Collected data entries
────────────────────
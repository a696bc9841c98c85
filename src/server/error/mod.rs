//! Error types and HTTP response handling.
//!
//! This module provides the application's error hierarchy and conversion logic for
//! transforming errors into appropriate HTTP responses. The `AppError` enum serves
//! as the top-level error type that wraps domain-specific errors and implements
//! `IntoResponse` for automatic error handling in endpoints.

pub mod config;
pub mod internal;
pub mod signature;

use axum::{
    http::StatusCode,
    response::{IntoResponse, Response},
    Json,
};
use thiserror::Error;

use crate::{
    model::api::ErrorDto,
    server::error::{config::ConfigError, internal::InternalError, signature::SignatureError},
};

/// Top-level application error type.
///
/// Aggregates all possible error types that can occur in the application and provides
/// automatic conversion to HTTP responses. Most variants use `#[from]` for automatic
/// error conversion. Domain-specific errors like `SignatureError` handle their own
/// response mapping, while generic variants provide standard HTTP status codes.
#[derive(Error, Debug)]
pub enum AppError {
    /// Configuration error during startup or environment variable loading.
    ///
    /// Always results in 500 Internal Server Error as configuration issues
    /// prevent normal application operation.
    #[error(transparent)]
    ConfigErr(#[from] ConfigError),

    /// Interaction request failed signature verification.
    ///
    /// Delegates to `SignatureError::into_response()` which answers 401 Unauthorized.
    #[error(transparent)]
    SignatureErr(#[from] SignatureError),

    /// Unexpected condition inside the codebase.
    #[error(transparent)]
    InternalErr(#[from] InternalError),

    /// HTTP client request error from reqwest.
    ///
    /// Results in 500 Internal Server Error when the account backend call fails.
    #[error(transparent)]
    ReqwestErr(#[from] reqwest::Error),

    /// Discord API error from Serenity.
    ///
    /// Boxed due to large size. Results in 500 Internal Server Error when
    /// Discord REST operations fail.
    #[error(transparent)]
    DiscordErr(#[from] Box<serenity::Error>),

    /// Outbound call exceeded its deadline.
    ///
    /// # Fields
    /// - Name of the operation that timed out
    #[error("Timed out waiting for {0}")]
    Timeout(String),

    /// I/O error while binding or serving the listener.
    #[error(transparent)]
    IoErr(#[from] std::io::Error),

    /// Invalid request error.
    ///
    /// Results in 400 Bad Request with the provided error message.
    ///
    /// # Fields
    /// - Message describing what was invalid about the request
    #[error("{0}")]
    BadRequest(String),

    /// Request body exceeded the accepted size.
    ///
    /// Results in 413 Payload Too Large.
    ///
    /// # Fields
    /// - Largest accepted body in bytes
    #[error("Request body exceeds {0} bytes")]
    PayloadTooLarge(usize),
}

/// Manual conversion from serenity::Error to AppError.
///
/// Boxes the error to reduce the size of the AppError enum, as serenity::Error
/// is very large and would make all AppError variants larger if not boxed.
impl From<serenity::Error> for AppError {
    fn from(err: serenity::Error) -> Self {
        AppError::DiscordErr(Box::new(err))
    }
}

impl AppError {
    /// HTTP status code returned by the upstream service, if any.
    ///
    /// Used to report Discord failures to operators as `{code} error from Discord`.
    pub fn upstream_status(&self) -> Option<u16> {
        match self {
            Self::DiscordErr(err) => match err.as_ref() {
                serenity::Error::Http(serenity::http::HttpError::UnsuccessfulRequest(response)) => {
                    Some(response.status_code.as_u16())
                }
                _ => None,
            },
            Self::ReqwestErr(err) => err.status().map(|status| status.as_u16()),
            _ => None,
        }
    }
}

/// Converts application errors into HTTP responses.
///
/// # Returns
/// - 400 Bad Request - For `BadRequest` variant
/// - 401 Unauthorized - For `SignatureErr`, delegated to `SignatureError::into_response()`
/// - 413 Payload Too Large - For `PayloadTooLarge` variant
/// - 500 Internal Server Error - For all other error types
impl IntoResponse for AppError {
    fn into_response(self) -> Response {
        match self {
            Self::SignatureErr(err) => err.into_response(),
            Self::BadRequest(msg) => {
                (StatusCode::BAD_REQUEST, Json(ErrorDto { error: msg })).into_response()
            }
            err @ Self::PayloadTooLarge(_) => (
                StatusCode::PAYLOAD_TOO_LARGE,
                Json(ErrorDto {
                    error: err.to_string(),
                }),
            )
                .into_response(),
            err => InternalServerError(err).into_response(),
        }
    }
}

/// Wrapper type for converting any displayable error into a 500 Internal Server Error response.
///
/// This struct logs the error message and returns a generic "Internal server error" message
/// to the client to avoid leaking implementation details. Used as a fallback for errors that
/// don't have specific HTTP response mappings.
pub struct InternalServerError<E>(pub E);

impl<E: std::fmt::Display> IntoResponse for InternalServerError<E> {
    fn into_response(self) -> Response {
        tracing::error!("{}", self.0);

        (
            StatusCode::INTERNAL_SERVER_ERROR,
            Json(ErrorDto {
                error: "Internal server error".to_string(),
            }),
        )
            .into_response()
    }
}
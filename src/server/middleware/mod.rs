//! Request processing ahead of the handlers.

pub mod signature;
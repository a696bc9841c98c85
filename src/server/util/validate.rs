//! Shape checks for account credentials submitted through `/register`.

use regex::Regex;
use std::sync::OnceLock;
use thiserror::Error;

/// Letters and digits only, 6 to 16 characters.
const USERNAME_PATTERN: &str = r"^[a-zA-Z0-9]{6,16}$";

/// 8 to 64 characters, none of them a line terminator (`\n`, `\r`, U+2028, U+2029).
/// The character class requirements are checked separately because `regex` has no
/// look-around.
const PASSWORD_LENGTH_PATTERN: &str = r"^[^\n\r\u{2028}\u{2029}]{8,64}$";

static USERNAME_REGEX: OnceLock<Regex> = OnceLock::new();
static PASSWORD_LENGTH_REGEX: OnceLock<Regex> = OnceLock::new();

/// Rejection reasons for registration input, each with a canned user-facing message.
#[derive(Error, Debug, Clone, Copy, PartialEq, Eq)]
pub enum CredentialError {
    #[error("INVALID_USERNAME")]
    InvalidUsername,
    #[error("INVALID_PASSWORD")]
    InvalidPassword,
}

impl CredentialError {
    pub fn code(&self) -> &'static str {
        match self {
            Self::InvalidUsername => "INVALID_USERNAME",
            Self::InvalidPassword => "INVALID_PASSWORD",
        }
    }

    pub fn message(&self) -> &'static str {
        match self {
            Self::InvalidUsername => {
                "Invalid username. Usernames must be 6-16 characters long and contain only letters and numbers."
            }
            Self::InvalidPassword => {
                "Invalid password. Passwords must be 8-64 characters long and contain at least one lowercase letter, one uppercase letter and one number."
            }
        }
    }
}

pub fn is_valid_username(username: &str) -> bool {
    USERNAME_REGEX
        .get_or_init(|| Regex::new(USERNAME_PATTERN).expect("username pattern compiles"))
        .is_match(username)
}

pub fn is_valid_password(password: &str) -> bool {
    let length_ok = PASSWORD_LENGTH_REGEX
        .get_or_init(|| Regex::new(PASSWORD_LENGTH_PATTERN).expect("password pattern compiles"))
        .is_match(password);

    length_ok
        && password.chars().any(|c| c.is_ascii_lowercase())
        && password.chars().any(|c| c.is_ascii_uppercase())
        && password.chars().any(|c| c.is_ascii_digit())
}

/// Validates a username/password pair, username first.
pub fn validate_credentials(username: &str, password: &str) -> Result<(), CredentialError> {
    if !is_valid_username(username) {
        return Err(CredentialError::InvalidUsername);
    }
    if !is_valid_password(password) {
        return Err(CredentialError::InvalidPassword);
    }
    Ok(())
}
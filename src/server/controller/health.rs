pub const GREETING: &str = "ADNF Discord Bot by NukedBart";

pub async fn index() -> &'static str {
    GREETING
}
────────────────────
Exercise objective: Line by line, copy the records exactly.

Answer below:
repository a696bc9841c98c85
filename src/server/error/mod.rs
//! Error types and HTTP response handling.
//!
//! This module provides the application's error hierarchy and conversion logic for
//! transforming errors into appropriate HTTP responses. The `AppError` enum serves
//! as the top-level error type that wraps domain-specific errors and implements
//! `IntoResponse` for automatic error handling in endpoints.

pub mod config;
pub mod internal;
pub mod signature;

use axum::{
    http::StatusCode,
    response::{IntoResponse, Response},
    Json,
};
use thiserror::Error;

use crate::{
    model::api::ErrorDto,
    server::error::{config::ConfigError, internal::InternalError, signature::SignatureError},
};

/// Top-level application error type.
///
/// Aggregates all possible error types that can occur in the application and provides
/// automatic conversion to HTTP responses. Most variants use `#[from]` for automatic
/// error conversion. Domain-specific errors like `SignatureError` handle their own
/// response mapping, while generic variants provide standard HTTP status codes.
#[derive(Error, Debug)]
pub enum AppError {
    /// Configuration error during startup or environment variable loading.
    ///
    /// Always results in 500 Internal Server Error as configuration issues
    /// prevent normal application operation.
    #[error(transparent)]
    ConfigErr(#[from] ConfigError),

    /// Interaction request failed signature verification.
    ///
    /// Delegates to `SignatureError::into_response()` which answers 401 Unauthorized.
    #[error(transparent)]
    SignatureErr(#[from] SignatureError),

    /// Unexpected condition inside the codebase.
    #[error(transparent)]
    InternalErr(#[from] InternalError),

    /// HTTP client request error from reqwest.
    ///
    /// Results in 500 Internal Server Error when the account backend call fails.
    #[error(transparent)]
    ReqwestErr(#[from] reqwest::Error),

    /// Discord API error from Serenity.
    ///
    /// Boxed due to large size. Results in 500 Internal Server Error when
    /// Discord REST operations fail.
    #[error(transparent)]
    DiscordErr(#[from] Box<serenity::Error>),

    /// Outbound call exceeded its deadline.
    ///
    /// # Fields
    /// - Name of the operation that timed out
    #[error("Timed out waiting for {0}")]
    Timeout(String),

    /// I/O error while binding or serving the listener.
    #[error(transparent)]
    IoErr(#[from] std::io::Error),

    /// Invalid request error.
    ///
    /// Results in 400 Bad Request with the provided error message.
    ///
    /// # Fields
    /// - Message describing what was invalid about the request
    #[error("{0}")]
    BadRequest(String),

    /// Request body exceeded the accepted size.
    ///
    /// Results in 413 Payload Too Large.
    ///
    /// # Fields
    /// - Largest accepted body in bytes
    #[error("Request body exceeds {0} bytes")]
    PayloadTooLarge(usize),
}

/// Manual conversion from serenity::Error to AppError.
///
/// Boxes the error to reduce the size of the AppError enum, as serenity::Error
/// is very large and would make all AppError variants larger if not boxed.
impl From<serenity::Error> for AppError {
    fn from(err: serenity::Error) -> Self {
        AppError::DiscordErr(Box::new(err))
    }
}

impl AppError {
    /// HTTP status code returned by the upstream service, if any.
    ///
    /// Used to report Discord failures to operators as `{code} error from Discord`.
    pub fn upstream_status(&self) -> Option<u16> {
        match self {
            Self::DiscordErr(err) => match err.as_ref() {
                serenity::Error::Http(serenity::http::HttpError::UnsuccessfulRequest(response)) => {
                    Some(response.status_code.as_u16())
                }
                _ => None,
            },
            Self::ReqwestErr(err) => err.status().map(|status| status.as_u16()),
            _ => None,
        }
    }
}

/// Converts application errors into HTTP responses.
///
/// # Returns
/// - 400 Bad Request - For `BadRequest` variant
/// - 401 Unauthorized - For `SignatureErr`, delegated to `SignatureError::into_response()`
/// - 413 Payload Too Large - For `PayloadTooLarge` variant
/// - 500 Internal Server Error - For all other error types
impl IntoResponse for AppError {
    fn into_response(self) -> Response {
        match self {
            Self::SignatureErr(err) => err.into_response(),
            Self::BadRequest(msg) => {
                (StatusCode::BAD_REQUEST, Json(ErrorDto { error: msg })).into_response()
            }
            err @ Self::PayloadTooLarge(_) => (
                StatusCode::PAYLOAD_TOO_LARGE,
                Json(ErrorDto {
                    error: err.to_string(),
                }),
            )
                .into_response(),
            err => InternalServerError(err).into_response(),
        }
    }
}

/// Wrapper type for converting any displayable error into a 500 Internal Server Error response.
///
/// This struct logs the error message and returns a generic "Internal server error" message
/// to the client to avoid leaking implementation details. Used as a fallback for errors that
/// don't have specific HTTP response mappings.
pub struct InternalServerError<E>(pub E);

impl<E: std::fmt::Display> IntoResponse for InternalServerError<E> {
    fn into_response(self) -> Response {
        tracing::error!("{}", self.0);

        (
            StatusCode::INTERNAL_SERVER_ERROR,
            Json(ErrorDto {
                error: "Internal server error".to_string(),
            }),
        )
            .into_response()
    }
}
filename src/server/middleware/mod.rs
//! Request processing ahead of the handlers.

pub mod signature;
repository a696bc9841c98c85
filename src/server/util/validate.rs
//! Shape checks for account credentials submitted through `/register`.

use regex::Regex;
use std::sync::OnceLock;
use thiserror::Error;

/// Letters and digits only, 6 to 16 characters.
const USERNAME_PATTERN: &str = r"^[a-zA-Z0-9]{6,16}$";

/// 8 to 64 characters, none of them a line terminator (`\n`, `\r`, U+2028, U+2029).
/// The character class requirements are checked separately because `regex` has no
/// look-around.
const PASSWORD_LENGTH_PATTERN: &str = r"^[^\n\r\u{2028}\u{2029}]{8,64}$";

static USERNAME_REGEX: OnceLock<Regex> = OnceLock::new();
static PASSWORD_LENGTH_REGEX: OnceLock<Regex> = OnceLock::new();

/// Rejection reasons for registration input, each with a canned user-facing message.
#[derive(Error, Debug, Clone, Copy, PartialEq, Eq)]
pub enum CredentialError {
    #[error("INVALID_USERNAME")]
    InvalidUsername,
    #[error("INVALID_PASSWORD")]
    InvalidPassword,
}

impl CredentialError {
    pub fn code(&self) -> &'static str {
        match self {
            Self::InvalidUsername => "INVALID_USERNAME",
            Self::InvalidPassword => "INVALID_PASSWORD",
        }
    }

    pub fn message(&self) -> &'static str {
        match self {
            Self::InvalidUsername => {
                "Invalid username. Usernames must be 6-16 characters long and contain only letters and numbers."
            }
            Self::InvalidPassword => {
                "Invalid password. Passwords must be 8-64 characters long and contain at least one lowercase letter, one uppercase letter and one number."
            }
        }
    }
}

pub fn is_valid_username(username: &str) -> bool {
    USERNAME_REGEX
        .get_or_init(|| Regex::new(USERNAME_PATTERN).expect("username pattern compiles"))
        .is_match(username)
}

pub fn is_valid_password(password: &str) -> bool {
    let length_ok = PASSWORD_LENGTH_REGEX
        .get_or_init(|| Regex::new(PASSWORD_LENGTH_PATTERN).expect("password pattern compiles"))
        .is_match(password);

    length_ok
        && password.chars().any(|c| c.is_ascii_lowercase())
        && password.chars().any(|c| c.is_ascii_uppercase())
        && password.chars().any(|c| c.is_ascii_digit())
}

/// Validates a username/password pair, username first.
pub fn validate_credentials(username: &str, password: &str) -> Result<(), CredentialError> {
    if !is_valid_username(username) {
        return Err(CredentialError::InvalidUsername);
    }
    if !is_valid_password(password) {
        return Err(CredentialError::InvalidPassword);
    }
    Ok(())
}
filename src/server/controller/health.rs
pub const GREETING: &str = "ADNF Discord Bot by NukedBart";

pub async fn index() -> &'static str {
    GREETING
}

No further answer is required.